- TASK GOAL:
For each line below that holds the word "from", make a copy.

(RECORDS FOR THIS EXERCISE Opens)

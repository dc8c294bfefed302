// SPDX-FileCopyrightText: 2025 The flashcore Authors
// SPDX-License-Identifier: GPL-3.0-or-later

//! Partition operations: read, write (raw or sparse), erase and
//! format against resolved partition records, vendor differences hidden
//! behind [`FlashIo`].
//!
//! Range checks happen here, before anything reaches the wire. Progress
//! pairs are monotonically non-decreasing with a final
//! `current == total` on success.

use crate::error::{Result, StorageError};
use crate::event::{CancelToken, Events};
use crate::proto::firehose::Firehose;
use crate::proto::sprd::SprdBoot;
use crate::proto::xflash::{PartType, Xflash};
use crate::sparse::{self, SparseEvent, SparseReader};
use crate::storage::partition::{PartitionRecord, PartitionTable, Slot};
use crate::superdef::SuperDef;

/// Default streaming chunk.
pub const CHUNK_SIZE: usize = 0x100000;

/// Vendor-neutral flash I/O against one resolved partition.
pub trait FlashIo {
    fn sector_size(&self) -> u32;

    /// Whether DONT_CARE ranges may be skipped (pre-erased target)
    /// instead of zero-filled.
    fn skip_dont_care(&self) -> bool;

    /// Open a write covering `total_len` bytes of the partition.
    fn begin_write(&mut self, rec: &PartitionRecord, total_len: u64) -> Result<()>;

    /// Write `data` at byte `offset` inside the partition. Offsets are
    /// strictly non-decreasing across one write.
    fn write_chunk(&mut self, rec: &PartitionRecord, offset: u64, data: &[u8]) -> Result<()>;

    /// Jump over a range (only called when `skip_dont_care`).
    fn skip_to(&mut self, rec: &PartitionRecord, offset: u64) -> Result<()>;

    fn end_write(&mut self) -> Result<()>;

    /// Stream the partition's bytes to `on_chunk` in order.
    fn read(
        &mut self,
        rec: &PartitionRecord,
        cancel: &CancelToken,
        on_chunk: &mut dyn FnMut(&[u8]) -> Result<()>,
    ) -> Result<()>;

    fn erase(&mut self, rec: &PartitionRecord) -> Result<()>;

    /// Region-wide erase plus trim where the protocol supports it.
    fn format(&mut self, rec: &PartitionRecord) -> Result<()>;
}

/// Resolve the records an operation targets, honoring the A/B tie-break.
fn resolve<'t>(
    table: &'t PartitionTable,
    name: &str,
    slot: Option<Slot>,
) -> Result<Vec<&'t PartitionRecord>> {
    match slot {
        Some(Slot::Both) => {
            let a = table.find(name, Some(Slot::A))?;
            let b = table.find(name, Some(Slot::B))?;
            if std::ptr::eq(a, b) {
                // Not actually slotted; a bare name matched both lookups.
                Ok(vec![a])
            } else {
                Ok(vec![a, b])
            }
        }
        other => Ok(vec![table.find(name, other)?]),
    }
}

/// Read a partition into `sink`, 1-MiB pieces, cancellable.
pub fn read_partition(
    io: &mut dyn FlashIo,
    table: &PartitionTable,
    name: &str,
    slot: Option<Slot>,
    sink: &mut dyn std::io::Write,
    events: &Events,
    cancel: &CancelToken,
) -> Result<u64> {
    if slot == Some(Slot::Both) {
        return Err(StorageError::AmbiguousName(name.to_string()).into());
    }
    let rec = table.find(name, slot)?;
    let total = rec.size();
    let mut done: u64 = 0;
    io.read(rec, cancel, &mut |chunk| {
        cancel.check(done)?;
        sink.write_all(chunk)
            .map_err(crate::error::TransportError::Io)?;
        done += chunk.len() as u64;
        events.progress(done, total);
        Ok(())
    })?;
    if done != total {
        return Err(StorageError::SizeMismatch {
            expected: total,
            actual: done,
        }
        .into());
    }
    Ok(done)
}

/// Write raw bytes to a partition (both slots when asked; the whole
/// operation fails if either side fails).
pub fn write_partition(
    io: &mut dyn FlashIo,
    table: &PartitionTable,
    name: &str,
    slot: Option<Slot>,
    data: &[u8],
    events: &Events,
    cancel: &CancelToken,
) -> Result<()> {
    if sparse::is_sparse(data) {
        return write_partition_sparse(io, table, name, slot, data, events, cancel);
    }
    for rec in resolve(table, name, slot)? {
        check_fits(rec, data.len() as u64)?;
        events.info(format!("writing {} ({} bytes)", rec.name, data.len()));
        write_raw(io, rec, data, events, cancel)?;
    }
    Ok(())
}

fn write_raw(
    io: &mut dyn FlashIo,
    rec: &PartitionRecord,
    data: &[u8],
    events: &Events,
    cancel: &CancelToken,
) -> Result<()> {
    let total = data.len() as u64;
    io.begin_write(rec, total)?;
    let mut done: u64 = 0;
    for chunk in data.chunks(CHUNK_SIZE) {
        cancel.check(done)?;
        io.write_chunk(rec, done, chunk)?;
        done += chunk.len() as u64;
        events.progress(done, total);
    }
    io.end_write()?;
    if total == 0 {
        events.progress(0, 0);
    }
    Ok(())
}

/// Stream a sparse image to a partition through the streaming decoder: one
/// underlying write per RAW/FILL chunk, DONT_CARE skipped or zero-filled
/// per the protocol's flag.
pub fn write_partition_sparse(
    io: &mut dyn FlashIo,
    table: &PartitionTable,
    name: &str,
    slot: Option<Slot>,
    sparse_data: &[u8],
    events: &Events,
    cancel: &CancelToken,
) -> Result<()> {
    for rec in resolve(table, name, slot)? {
        let mut reader = SparseReader::new(sparse_data)?;
        let total = reader.header().expanded_len();
        check_fits(rec, total)?;
        events.info(format!("writing {} (sparse, {} bytes expanded)", rec.name, total));

        io.begin_write(rec, total)?;
        let mut last: u64 = 0;
        while let Some(event) = reader.next_event()? {
            cancel.check(last)?;
            match event {
                SparseEvent::Write { offset, data } => {
                    fill_gap(io, rec, last, offset)?;
                    io.write_chunk(rec, offset, &data)?;
                    last = offset + data.len() as u64;
                }
                SparseEvent::SkipTo { offset } => {
                    if io.skip_dont_care() {
                        io.skip_to(rec, offset)?;
                    } else {
                        fill_gap(io, rec, last, offset)?;
                    }
                    last = offset;
                }
            }
            events.progress(last, total);
        }
        io.end_write()?;
        events.progress(total, total);
    }
    Ok(())
}

/// Zero-fill [from, to) for targets that cannot skip.
fn fill_gap(io: &mut dyn FlashIo, rec: &PartitionRecord, from: u64, to: u64) -> Result<()> {
    if from >= to || io.skip_dont_care() {
        return Ok(());
    }
    let zeros = vec![0u8; CHUNK_SIZE.min((to - from) as usize)];
    let mut at = from;
    while at < to {
        let take = ((to - at) as usize).min(zeros.len());
        io.write_chunk(rec, at, &zeros[..take])?;
        at += take as u64;
    }
    Ok(())
}

pub fn erase_partition(
    io: &mut dyn FlashIo,
    table: &PartitionTable,
    name: &str,
    slot: Option<Slot>,
    events: &Events,
) -> Result<()> {
    for rec in resolve(table, name, slot)? {
        events.info(format!("erasing {}", rec.name));
        io.erase(rec)?;
    }
    Ok(())
}

pub fn format_partition(
    io: &mut dyn FlashIo,
    table: &PartitionTable,
    name: &str,
    slot: Option<Slot>,
    events: &Events,
) -> Result<()> {
    for rec in resolve(table, name, slot)? {
        events.info(format!("formatting {}", rec.name));
        io.format(rec)?;
    }
    Ok(())
}

fn check_fits(rec: &PartitionRecord, len: u64) -> Result<()> {
    if len > rec.size() {
        return Err(StorageError::OutOfRange {
            offset: 0,
            len,
            limit: rec.size(),
        }
        .into());
    }
    Ok(())
}

/// Per-child outcome of a super flash.
#[derive(Debug)]
pub struct SuperChildStatus {
    pub name: String,
    pub result: Result<()>,
}

/// Flash a super definition: every child, then the super-meta blob last.
///
/// Missing device partitions fail the whole plan before any byte moves;
/// a child's write failure is recorded and does not roll back earlier
/// successes.
pub fn flash_super(
    io: &mut dyn FlashIo,
    table: &PartitionTable,
    def: &SuperDef,
    payload: &mut dyn FnMut(&str) -> Result<Vec<u8>>,
    events: &Events,
    cancel: &CancelToken,
) -> Result<Vec<SuperChildStatus>> {
    // Fail fast: every child must exist on the device before we write.
    for child in &def.partitions {
        let slot = child.slot()?;
        resolve(table, &child.name, slot)?;
    }

    let mut statuses = Vec::with_capacity(def.partitions.len() + 1);
    for child in &def.partitions {
        let slot = child.slot()?;
        let result = payload(&child.path).and_then(|data| {
            write_partition(io, table, &child.name, slot, &data, events, cancel)
        });
        if let Err(e) = &result {
            events.warn(format!("super child {} failed: {e}", child.name));
        }
        statuses.push(SuperChildStatus {
            name: child.name.clone(),
            result,
        });
    }

    // The meta blob goes last so a half-written set is never activated.
    let meta_result = payload(&def.meta_path)
        .and_then(|data| write_partition(io, table, "super", None, &data, events, cancel));
    statuses.push(SuperChildStatus {
        name: "super(meta)".to_string(),
        result: meta_result,
    });
    Ok(statuses)
}

// ---------------------------------------------------------------------------
// Vendor adapters.

/// Firehose-backed I/O (Qualcomm).
pub struct FirehoseIo<'a, 'b> {
    pub fh: &'a mut Firehose<'b>,
    pub cancel: CancelToken,
}

impl FlashIo for FirehoseIo<'_, '_> {
    fn sector_size(&self) -> u32 {
        self.fh.sector_size()
    }

    fn skip_dont_care(&self) -> bool {
        true
    }

    fn begin_write(&mut self, _rec: &PartitionRecord, _total_len: u64) -> Result<()> {
        Ok(())
    }

    fn write_chunk(&mut self, rec: &PartitionRecord, offset: u64, data: &[u8]) -> Result<()> {
        let ss = self.sector_size() as u64;
        debug_assert_eq!(offset % ss, 0);
        let start = rec.start_sector + offset / ss;
        self.fh
            .program_all(rec.lun, start, data, &self.cancel, &mut |_| {})
    }

    fn skip_to(&mut self, _rec: &PartitionRecord, _offset: u64) -> Result<()> {
        Ok(())
    }

    fn end_write(&mut self) -> Result<()> {
        Ok(())
    }

    fn read(
        &mut self,
        rec: &PartitionRecord,
        _cancel: &CancelToken,
        on_chunk: &mut dyn FnMut(&[u8]) -> Result<()>,
    ) -> Result<()> {
        let promised = self.fh.start_read(rec.lun, rec.start_sector, rec.sector_count)?;
        let mut left = promised;
        while left > 0 {
            let take = (left as usize).min(self.fh.max_payload());
            let chunk = self.fh.read_raw(take)?;
            left -= chunk.len() as u64;
            on_chunk(&chunk)?;
        }
        self.fh.finish_read()
    }

    fn erase(&mut self, rec: &PartitionRecord) -> Result<()> {
        self.fh.erase(rec.lun, rec.start_sector, rec.sector_count)
    }

    fn format(&mut self, rec: &PartitionRecord) -> Result<()> {
        self.fh.erase(rec.lun, rec.start_sector, rec.sector_count)
    }
}

/// XFlash-DA-backed I/O (MTK).
pub struct XflashIo<'a, 'b> {
    pub da: &'a mut Xflash<'b>,
    pub part: PartType,
    pub cancel: CancelToken,
}

impl FlashIo for XflashIo<'_, '_> {
    fn sector_size(&self) -> u32 {
        512
    }

    fn skip_dont_care(&self) -> bool {
        true
    }

    fn begin_write(&mut self, _rec: &PartitionRecord, _total_len: u64) -> Result<()> {
        Ok(())
    }

    fn write_chunk(&mut self, rec: &PartitionRecord, offset: u64, data: &[u8]) -> Result<()> {
        self.da.write_flash(
            self.part,
            rec.start_offset() + offset,
            data,
            &self.cancel,
            &mut |_| {},
        )
    }

    fn skip_to(&mut self, _rec: &PartitionRecord, _offset: u64) -> Result<()> {
        Ok(())
    }

    fn end_write(&mut self) -> Result<()> {
        Ok(())
    }

    fn read(
        &mut self,
        rec: &PartitionRecord,
        cancel: &CancelToken,
        on_chunk: &mut dyn FnMut(&[u8]) -> Result<()>,
    ) -> Result<()> {
        self.da
            .read_flash(self.part, rec.start_offset(), rec.size(), cancel, on_chunk)
    }

    fn erase(&mut self, rec: &PartitionRecord) -> Result<()> {
        self.da.format_flash(self.part, rec.start_offset(), rec.size())
    }

    fn format(&mut self, rec: &PartitionRecord) -> Result<()> {
        self.da.format_flash(self.part, rec.start_offset(), rec.size())?;
        self.da.reinit_device_info()
    }
}

/// FDL2-backed I/O (Unisoc). Name-addressed and strictly sequential, so
/// DONT_CARE ranges are always expanded.
pub struct SprdIo<'a, 'b> {
    pub bsl: &'a mut SprdBoot<'b>,
}

impl FlashIo for SprdIo<'_, '_> {
    fn sector_size(&self) -> u32 {
        512
    }

    fn skip_dont_care(&self) -> bool {
        false
    }

    fn begin_write(&mut self, rec: &PartitionRecord, total_len: u64) -> Result<()> {
        self.bsl.begin_partition_write(&rec.name, total_len)
    }

    fn write_chunk(&mut self, _rec: &PartitionRecord, _offset: u64, data: &[u8]) -> Result<()> {
        self.bsl.midst_data(data)
    }

    fn skip_to(&mut self, _rec: &PartitionRecord, _offset: u64) -> Result<()> {
        Err(StorageError::UnsupportedLayout("FDL2 cannot skip ranges").into())
    }

    fn end_write(&mut self) -> Result<()> {
        self.bsl.end_partition_write()
    }

    fn read(
        &mut self,
        rec: &PartitionRecord,
        cancel: &CancelToken,
        on_chunk: &mut dyn FnMut(&[u8]) -> Result<()>,
    ) -> Result<()> {
        self.bsl.read_partition(&rec.name, rec.size(), cancel, on_chunk)
    }

    fn erase(&mut self, rec: &PartitionRecord) -> Result<()> {
        self.bsl.erase_partition(&rec.name)
    }

    fn format(&mut self, rec: &PartitionRecord) -> Result<()> {
        self.bsl.erase_partition(&rec.name)
    }
}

(RECORDS FOR THIS EXERCISE Closes)

- ANSWER FOR THE TASK:
/// Zero-fill [from, to) for targets that cannot skip.
fn fill_gap(io: &mut dyn FlashIo, rec: &PartitionRecord, from: u64, to: u64) -> Result<()> {
    if from >= to || io.skip_dont_care() {
    let zeros = vec![0u8; CHUNK_SIZE.min((to - from) as usize)];
    let mut at = from;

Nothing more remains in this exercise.